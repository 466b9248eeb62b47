//! Move representation.

use std::fmt;

use crate::piece::Piece;
use crate::piece_kind::PieceKind;
use crate::position::Position;

/// A piece travelling from its current position to a target position.
///
/// Castling is encoded as the king "capturing" its own rook: the target is
/// the rook's square. Promotion is implied by a pawn reaching the far rank.
/// Neither is stored; both are derived by [`Move::is_castling`] and
/// [`Move::is_promotion`].
#[derive(Clone, Copy, PartialEq, Eq, Hash)]
pub struct Move {
    piece: Piece,
    current: Position,
    target: Position,
}

impl Move {
    /// "No move available".
    pub const NULL: Move = Move {
        piece: Piece::NULL,
        current: Position::NULL,
        target: Position::NULL,
    };

    /// Create a move of `piece` from `current` to `target`.
    #[inline]
    pub const fn new(piece: Piece, current: Position, target: Position) -> Move {
        Move {
            piece,
            current,
            target,
        }
    }

    /// The moving piece as it stands before the move.
    #[inline]
    pub const fn piece(self) -> Piece {
        self.piece
    }

    /// Where the piece starts.
    #[inline]
    pub const fn current(self) -> Position {
        self.current
    }

    /// Where the piece goes (the rook square for castling).
    #[inline]
    pub const fn target(self) -> Position {
        self.target
    }

    /// Return `true` for [`Move::NULL`].
    #[inline]
    pub const fn is_null(self) -> bool {
        self.piece.is_null()
    }

    /// Return `true` if this is a castling move, given the piece standing on the target square.
    #[inline]
    pub fn is_castling(self, occupant: Piece) -> bool {
        self.piece.kind() == PieceKind::King
            && occupant.kind() == PieceKind::Rook
            && occupant.side() == self.piece.side()
    }

    /// Return `true` if this is a pawn move onto the far rank.
    #[inline]
    pub fn is_promotion(self) -> bool {
        self.piece.kind() == PieceKind::Pawn
            && self.target.y() == self.piece.side().promotion_rank()
    }
}

impl Default for Move {
    fn default() -> Self {
        Move::NULL
    }
}

impl fmt::Display for Move {
    fn fmt(&self, f: &mut fmt::Formatter<'_>) -> fmt::Result {
        if self.is_null() {
            return write!(f, "0000");
        }
        write!(f, "{}{}", self.current, self.target)
    }
}

impl fmt::Debug for Move {
    fn fmt(&self, f: &mut fmt::Formatter<'_>) -> fmt::Result {
        write!(f, "Move({:?} {})", self.piece, self)
    }
}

What is being asked —
Show the lines of the records that include the string "square".

Task solution —
/// the rook's square. Promotion is implied by a pawn reaching the far rank.
    /// Where the piece goes (the rook square for castling).
    /// Return `true` if this is a castling move, given the piece standing on the target square.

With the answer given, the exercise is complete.